Selling a Diesel Fuel Business

Business sellers have diverse personal and professional goals for the sale of their companies. But no matter what you expect from the sale of your diesel fuel business, it's in your best interest to maximize the sales price through the application of proven sales techniques.

The business-for-sale market is just as frustrating for buyers as it is for sellers these days. Although there are plenty of entrepreneurs who want to buy a diesel fuel business, capital restrictions are holding them back.

Diesel Fuel Business

Most diesel fuel businesses are good business opportunities, a fact that is not going unnoticed by today's discerning buyers.

Sale Documents

In a diesel fuel business sale, the Letter of Intent contains the vital elements of the deal between the buyer and the seller . If you are seeking buyer concessions, the time to address them is before the Letter of Intent is drafted. For sellers, that makes a close review of the Letter of Intent more than a formality - it's a critical juncture on the path to closing.

Finding Prospects

Still looking for prospective buyers for your business? You probably already know several parties with an interest in acquiring your company. Although some diesel fuel business sellers advertise their businesses in general classifieds, the most successful sales are those in which professional brokers seek out likely buyers. Competitors may seem like natural prospects and they are. The downside is that they won't pay top dollar and will probably absorb your company into their own.

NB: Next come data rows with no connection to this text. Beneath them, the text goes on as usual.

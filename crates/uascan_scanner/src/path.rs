//! Human-readable node paths

use uascan_protocol::defaults::CANCELLED_PATH;
use uascan_protocol::{NodeId, UaError};

use crate::client::UaSession;

/// Result of resolving a node's path. Never fatal to the visit.
#[derive(Debug, Clone, PartialEq)]
pub enum PathOutcome {
    Resolved(String),
    /// Resolution failed; the placeholder is stored as the path.
    Degraded { path: String, error: UaError },
    /// Resolution failed in a way that leaves no path at all.
    Unavailable(UaError),
}

impl PathOutcome {
    /// Path to store for the node (empty when unavailable).
    pub fn path(&self) -> &str {
        match self {
            PathOutcome::Resolved(path) | PathOutcome::Degraded { path, .. } => path,
            PathOutcome::Unavailable(_) => "",
        }
    }

    pub fn error(&self) -> Option<&UaError> {
        match self {
            PathOutcome::Resolved(_) => None,
            PathOutcome::Degraded { error, .. } | PathOutcome::Unavailable(error) => Some(error),
        }
    }
}

/// Resolve `/segment/segment/...` for `node`; the default root is `/`.
pub async fn resolve_path(session: &dyn UaSession, node: &NodeId) -> PathOutcome {
    if node.is_root() {
        return PathOutcome::Resolved("/".to_string());
    }
    match session.ancestor_path(node).await {
        Ok(segments) => PathOutcome::Resolved(format!("/{}", segments.join("/"))),
        Err(error) => {
            let placeholder = match &error {
                UaError::Status(code) => Some(format!("UaStatusCodeError({})", code)),
                UaError::Cancelled => Some(CANCELLED_PATH.to_string()),
                _ => None,
            };
            match placeholder {
                Some(path) => PathOutcome::Degraded { path, error },
                None => PathOutcome::Unavailable(error),
            }
        }
    }
}

#[cfg(test)]
mod tests {
    use super::*;
    use crate::address_space::{Attribute, MemoryAddressSpace, MemorySession, NodeSpec};
    use std::sync::Arc;
    use uascan_protocol::StatusCode;

    fn session(space: MemoryAddressSpace) -> MemorySession {
        MemorySession::new(Arc::new(space))
    }

    fn nested() -> MemoryAddressSpace {
        MemoryAddressSpace::new()
            .with_node("i=84", NodeSpec::object("B", "B"))
            .with_node("B", NodeSpec::object("C", "C"))
    }

    #[tokio::test]
    async fn test_root_is_slash() {
        let s = session(nested());
        assert_eq!(resolve_path(&s, &NodeId::root()).await.path(), "/");
    }

    #[tokio::test]
    async fn test_nested_path_joins_segments() {
        let s = session(nested());
        assert_eq!(
            resolve_path(&s, &NodeId::new("C")).await,
            PathOutcome::Resolved("/B/C".to_string())
        );
    }

    #[tokio::test]
    async fn test_status_error_becomes_placeholder() {
        let s = session(nested().with_failure(
            "C",
            Attribute::Path,
            UaError::Status(StatusCode::BAD_NODE_ID_UNKNOWN),
        ));
        let outcome = resolve_path(&s, &NodeId::new("C")).await;
        assert_eq!(outcome.path(), "UaStatusCodeError(2150891520)");
        assert!(outcome.error().is_some());
    }

    #[tokio::test]
    async fn test_cancellation_becomes_placeholder() {
        let s = session(nested().with_failure("C", Attribute::Path, UaError::Cancelled));
        assert_eq!(resolve_path(&s, &NodeId::new("C")).await.path(), "CancelledError");
    }

    #[tokio::test]
    async fn test_other_errors_leave_no_path() {
        let s = session(nested().with_failure(
            "C",
            Attribute::Path,
            UaError::AttributeMissing("BrowseName".into()),
        ));
        let outcome = resolve_path(&s, &NodeId::new("C")).await;
        assert!(matches!(outcome, PathOutcome::Unavailable(_)));
        assert_eq!(outcome.path(), "");
    }
}
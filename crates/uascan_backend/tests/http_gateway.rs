//! HTTP gateway tests against a local mock server
//!
//! Every call must carry the bearer credential and use the server-manager
//! endpoints with form-encoded bodies.

use mockito::Matcher;
use uascan_backend::{Backend, BackendError, HttpBackend, RetryPolicy};
use uascan_protocol::{CheckTimestamp, NodeUpsert, ServerId};

const TOKEN: &str = "test-token";

fn backend(server: &mockito::Server) -> HttpBackend {
    HttpBackend::new(&server.url(), TOKEN)
        .unwrap()
        .with_retry(RetryPolicy::none())
}

fn sample_node() -> NodeUpsert {
    NodeUpsert {
        server_id: ServerId::new(7),
        identifier: "ns=2;s=Pump1".to_string(),
        display_name: "Pump1".to_string(),
        path: "/Plant/Pump1".to_string(),
        readable: true,
        writable: true,
        data_type: "Double".to_string(),
        checked_at: CheckTimestamp::from_epoch_secs(1_700_000_000),
        is_virtual: false,
        parent_identifier: None,
    }
}

#[tokio::test]
async fn test_available_follows_ping_status() {
    let mut server = mockito::Server::new_async().await;
    let ok = server
        .mock("GET", "/api/status/ping")
        .with_status(200)
        .create_async()
        .await;
    assert!(backend(&server).available().await);
    ok.assert_async().await;
    ok.remove_async().await;

    let missing = server
        .mock("GET", "/api/status/ping")
        .with_status(404)
        .create_async()
        .await;
    assert!(!backend(&server).available().await);
    missing.assert_async().await;
}

#[tokio::test]
async fn test_reset_server_patches_flag_and_timestamp() {
    let mut server = mockito::Server::new_async().await;
    let mock = server
        .mock("PATCH", "/api/server_manager/server/update")
        .match_query(Matcher::UrlEncoded("id".into(), "4".into()))
        .match_header("authorization", "Bearer test-token")
        .match_body(Matcher::AllOf(vec![
            Matcher::UrlEncoded("checked_at".into(), "1700000000".into()),
            Matcher::UrlEncoded("scan_required".into(), "0".into()),
        ]))
        .with_status(200)
        .create_async()
        .await;

    backend(&server)
        .reset_server(ServerId::new(4), CheckTimestamp::from_epoch_secs(1_700_000_000))
        .await
        .unwrap();
    mock.assert_async().await;
}

#[tokio::test]
async fn test_delete_outdated_nodes_posts_server_id() {
    let mut server = mockito::Server::new_async().await;
    let mock = server
        .mock("POST", "/api/server_manager/node/delete-unchecked")
        .match_header("authorization", "Bearer test-token")
        .match_body(Matcher::UrlEncoded("server_id".into(), "7".into()))
        .with_status(200)
        .create_async()
        .await;

    backend(&server)
        .delete_outdated_nodes(ServerId::new(7), CheckTimestamp::from_epoch_secs(10))
        .await
        .unwrap();
    mock.assert_async().await;
}

#[tokio::test]
async fn test_set_server_error_records_error_text() {
    let mut server = mockito::Server::new_async().await;
    let mock = server
        .mock("PATCH", "/api/server_manager/server/update")
        .match_query(Matcher::UrlEncoded("id".into(), "3".into()))
        .match_header("authorization", "Bearer test-token")
        .match_body(Matcher::AllOf(vec![
            Matcher::UrlEncoded("has_connection_error".into(), "1".into()),
            Matcher::UrlEncoded("connection_error".into(), "test_error".into()),
            Matcher::UrlEncoded("checked_at".into(), "55".into()),
        ]))
        .with_status(200)
        .create_async()
        .await;

    backend(&server)
        .set_server_error(ServerId::new(3), "test_error", CheckTimestamp::from_epoch_secs(55))
        .await
        .unwrap();
    mock.assert_async().await;
}

#[tokio::test]
async fn test_servers_due_for_scan_filters_on_flag() {
    let mut server = mockito::Server::new_async().await;
    let mock = server
        .mock("GET", "/api/server_manager/server/index")
        .match_query(Matcher::UrlEncoded("filter[scan_required]".into(), "1".into()))
        .match_header("authorization", "Bearer test-token")
        .with_status(200)
        .with_header("content-type", "application/json")
        .with_body(
            r#"[
                {"id": 1, "url": "opc.tcp://plc-a:4840", "root_node": "", "scan_required": 1},
                {"id": 2, "url": "opc.tcp://plc-b:4840", "root_node": "ns=2;s=Line",
                 "scan_required": 1}
            ]"#,
        )
        .create_async()
        .await;

    let servers = backend(&server).servers_due_for_scan().await.unwrap();
    mock.assert_async().await;
    assert_eq!(servers.len(), 2);
    assert_eq!(servers[0].id, ServerId::new(1));
    assert!(servers[0].configured_root().is_none());
    assert_eq!(servers[1].configured_root().unwrap().as_str(), "ns=2;s=Line");
}

#[tokio::test]
async fn test_upsert_creates_missing_node() {
    let mut server = mockito::Server::new_async().await;
    let exists = server
        .mock("POST", "/api/server_manager/node/exists")
        .match_body(Matcher::AllOf(vec![
            Matcher::UrlEncoded("server_id".into(), "7".into()),
            Matcher::UrlEncoded("identifier".into(), "ns=2;s=Pump1".into()),
        ]))
        .with_status(200)
        .with_body("null")
        .create_async()
        .await;
    let create = server
        .mock("POST", "/api/server_manager/node/create")
        .match_header("authorization", "Bearer test-token")
        .match_body(Matcher::AllOf(vec![
            Matcher::UrlEncoded("identifier".into(), "ns=2;s=Pump1".into()),
            Matcher::UrlEncoded("display_name".into(), "Pump1".into()),
            Matcher::UrlEncoded("path".into(), "/Plant/Pump1".into()),
            Matcher::UrlEncoded("readable".into(), "1".into()),
            Matcher::UrlEncoded("writable".into(), "1".into()),
            Matcher::UrlEncoded("data_type".into(), "Double".into()),
            Matcher::UrlEncoded("virtual".into(), "0".into()),
            Matcher::UrlEncoded("checked_at".into(), "1700000000".into()),
        ]))
        .with_status(201)
        .create_async()
        .await;

    backend(&server).upsert_node(&sample_node()).await.unwrap();
    exists.assert_async().await;
    create.assert_async().await;
}

#[tokio::test]
async fn test_upsert_updates_existing_node() {
    let mut server = mockito::Server::new_async().await;
    let exists = server
        .mock("POST", "/api/server_manager/node/exists")
        .with_status(200)
        .with_body(r#"{"id": 12, "identifier": "ns=2;s=Pump1.speed"}"#)
        .create_async()
        .await;
    let update = server
        .mock("PATCH", "/api/server_manager/node/update")
        .match_query(Matcher::UrlEncoded("id".into(), "12".into()))
        .match_body(Matcher::AllOf(vec![
            Matcher::UrlEncoded("identifier".into(), "ns=2;s=Pump1.speed".into()),
            Matcher::UrlEncoded("virtual".into(), "1".into()),
            Matcher::UrlEncoded("parent_identifier".into(), "ns=2;s=Pump1".into()),
            Matcher::UrlEncoded("data_type".into(), "Float".into()),
        ]))
        .with_status(200)
        .create_async()
        .await;
    let create = server
        .mock("POST", "/api/server_manager/node/create")
        .expect(0)
        .create_async()
        .await;

    let mut node = sample_node();
    node.identifier = "ns=2;s=Pump1.speed".to_string();
    node.display_name = "speed".to_string();
    node.data_type = "Float".to_string();
    node.is_virtual = true;
    node.parent_identifier = Some("ns=2;s=Pump1".to_string());

    backend(&server).upsert_node(&node).await.unwrap();
    exists.assert_async().await;
    update.assert_async().await;
    create.assert_async().await;
}

#[tokio::test]
async fn test_client_errors_are_not_retried() {
    let mut server = mockito::Server::new_async().await;
    let mock = server
        .mock("POST", "/api/server_manager/node/delete-unchecked")
        .with_status(422)
        .with_body("server_id is invalid")
        .expect(1)
        .create_async()
        .await;

    let gateway = HttpBackend::new(&server.url(), TOKEN)
        .unwrap()
        .with_retry(RetryPolicy {
            max_attempts: 3,
            base_delay_ms: 0,
            max_delay_ms: 0,
        });
    let err = gateway
        .delete_outdated_nodes(ServerId::new(1), CheckTimestamp::from_epoch_secs(1))
        .await
        .unwrap_err();
    mock.assert_async().await;
    assert!(matches!(err, BackendError::Status { status: 422, .. }));
}

#[tokio::test]
async fn test_server_errors_are_retried() {
    let mut server = mockito::Server::new_async().await;
    let mock = server
        .mock("PATCH", "/api/server_manager/server/update")
        .match_query(Matcher::Any)
        .with_status(503)
        .expect(3)
        .create_async()
        .await;

    let gateway = HttpBackend::new(&server.url(), TOKEN)
        .unwrap()
        .with_retry(RetryPolicy {
            max_attempts: 3,
            base_delay_ms: 0,
            max_delay_ms: 0,
        });
    let result = gateway
        .reset_server(ServerId::new(1), CheckTimestamp::from_epoch_secs(1))
        .await;
    mock.assert_async().await;
    assert!(result.is_err());
}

Leveraging Seller Concessions

Seller concessions are becoming more commonplace in business-for-sale transactions. By far, seller financing is the most sought-after concession, especially in the current economic environment. Capital is scarce, causing new entrepreneurs to rely on sellers to finance at least part of the purchase price. Other common seller concessions include staying on the mentor the new owner, non-compete clauses, and working as a consultant to mitigate the impact of new ownership.